Significant interactions between recording method and Zoom setup on: (a) peak; (b) center of gravity (midpoint); (c) center of gravity (averaging); (d) standard deviation (midpoint); (e) standard deviation (averaging); (f) skewness (midpoint); (g) skewness (averaging); (h) kurtosis (averaging).

Perhaps surprisingly, speakers wearing headphones and recording on Zoom with a computer-internal microphone seem to exhibit smaller differences between Zoom and in-person measurements than speakers wearing headphones and recording on Zoom with an external microphone. One possibility to explain this is that those recording with external microphones on Zoom were using gaming headsets and earbuds, whose microphones are placed relatively close to the speaker’s mouth. This could mean that fricatives would be more acoustically prominent, given the close proximity of the microphone to the speech source (see, e.g., Titze and Winholtz 1993; Svec and Granqvist 2010 for a discussion of the effects of proximity on acoustic prominence of speech recordings), and this increased acoustic prominence could have triggered Zoom’s noise reduction feature, lowering the intensity of high-frication noise, and thus driving down spectral measurements on Zoom even further when compared to the in-person recordings. It is also worth mentioning that only three speakers were wearing headphones and recording with a computer-internal microphone, as opposed to a group of 13 recording with headphones and an external microphone. Future work balancing the sample for different microphone types and headphone setups is needed to further probe the reasons for these differences.

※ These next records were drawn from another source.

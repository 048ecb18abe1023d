//! Python node tables and declaration query.

use phf::phf_map;

use crate::parser::NodeKind;

/// Tree-sitter query naming functions and classes.
///
/// Captures:
/// - `function` / `class`: the definition node
/// - `name`: its identifier
pub(super) const DECLARATION_QUERY: &str = r#"
(function_definition
  name: (identifier) @name
) @function

(class_definition
  name: (identifier) @name
) @class
"#;

pub(super) static KINDS: phf::Map<&'static str, NodeKind> = phf_map! {
    "module" => NodeKind::Module,
    "function_definition" => NodeKind::Function,
    "lambda" => NodeKind::Lambda,
    "class_definition" => NodeKind::Class,
    "parameters" => NodeKind::Parameters,
    "lambda_parameters" => NodeKind::Parameters,
    "default_parameter" => NodeKind::Parameter,
    "typed_parameter" => NodeKind::Parameter,
    "typed_default_parameter" => NodeKind::Parameter,
    "block" => NodeKind::Block,
    "if_statement" => NodeKind::If,
    "elif_clause" => NodeKind::If,
    "conditional_expression" => NodeKind::If,
    "while_statement" => NodeKind::While,
    "for_statement" => NodeKind::ForEach,
    "for_in_clause" => NodeKind::ForEach,
    "try_statement" => NodeKind::Try,
    "except_clause" => NodeKind::Catch,
    "finally_clause" => NodeKind::Finally,
    "with_statement" => NodeKind::With,
    "call" => NodeKind::Call,
    "assignment" => NodeKind::Assignment,
    "augmented_assignment" => NodeKind::AugmentedAssignment,
    "global_statement" => NodeKind::GlobalDecl,
    "nonlocal_statement" => NodeKind::GlobalDecl,
    "subscript" => NodeKind::Subscript,
    "binary_operator" => NodeKind::Binary,
    "comparison_operator" => NodeKind::Binary,
    "boolean_operator" => NodeKind::Binary,
    "unary_operator" => NodeKind::Unary,
    "not_operator" => NodeKind::Unary,
    "assert_statement" => NodeKind::Assert,
    "return_statement" => NodeKind::Return,
    "import_statement" => NodeKind::Import,
    "import_from_statement" => NodeKind::Import,
    "future_import_statement" => NodeKind::Import,
    "attribute" => NodeKind::Member,
    "identifier" => NodeKind::Identifier,
    "integer" => NodeKind::Number,
    "float" => NodeKind::Number,
    "string" => NodeKind::String,
    "concatenated_string" => NodeKind::String,
    "true" => NodeKind::Boolean,
    "false" => NodeKind::Boolean,
    "none" => NodeKind::Boolean,
    "list" => NodeKind::Collection,
    "dictionary" => NodeKind::Collection,
    "set" => NodeKind::Collection,
    "tuple" => NodeKind::Collection,
    "expression_statement" => NodeKind::ExprStatement,
    "comment" => NodeKind::Comment,
};

pub(super) fn grammar() -> tree_sitter::Language {
    tree_sitter_python::LANGUAGE.into()
}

Figure 3 plots significant interactions between recording method and whether or not the speaker was the host of the Zoom conversation. Overall, for those measures for which this interaction emerges as significant, it appears that those who hosted the Zoom conversation exhibit smaller discrepancies between recording methods than those who did not host the Zoom conversation. In other words, those speakers whose speech in the Zoom conversation was recorded on their own computers exhibited Zoom measurements that were closer to in-person measurements than those speakers whose speech was recorded secondhand through the other person’s computer. It could be that Zoom affected the recordings of non-hosts to a greater degree since their speech was being streamed through the internet before being recorded, rather than simply being recorded directly through their own equipment, which could have reduced the sound quality of the recordings for non-hosts when compared to hosts.

Figure 3:

Significant interactions between recording method and Host (Y/N) on: (a) peak; (b) center of gravity (midpoint); (c) center of gravity (averaging); (d) skewness (midpoint); (e) skewness (averaging).

Finally, Figure 4 plots significant interactions between recording method and speaker gender. Overall, it appears than men exhibit smaller discrepancies between recording methods than women for COG (midpoint and averaging) and kurtosis (midpoint), while women exhibit smaller discrepancies between recording methods for standard deviation (midpoint and averaging). As there was only one nonbinary speaker in the sample, we refrain from making any generalizations about the nonbinary speaker’s patterns in relation to the men and women in the sample. Further research is needed to probe why different genders would exhibit larger discrepancies between recording methods for different variables.

Figure 4:

Significant interactions between recording method and gender on: (a) center of gravity (midpoint); (b) center of gravity (averaging); (c) standard deviation (midpoint); (d) standard deviation (averaging); (e) kurtosis (midpoint).

4 Conclusions

In sum, Zoom recordings yield measurements that could lead to interpretations suggesting that sibilants are more retracted than they are, when compared to measurements taken from in-person recordings. Specifically, Zoom yields lower peak, lower COG, and higher skewness measurements than the in-person recorder. Zoom also yields higher kurtosis than the in-person recorder, meaning peaks are more prominent in the acoustic waveform for /s/ tokens, and lower standard deviation than the in-person recorder, meaning Zoom measurements have a lower range of spectral energy distribution than in-person measurements.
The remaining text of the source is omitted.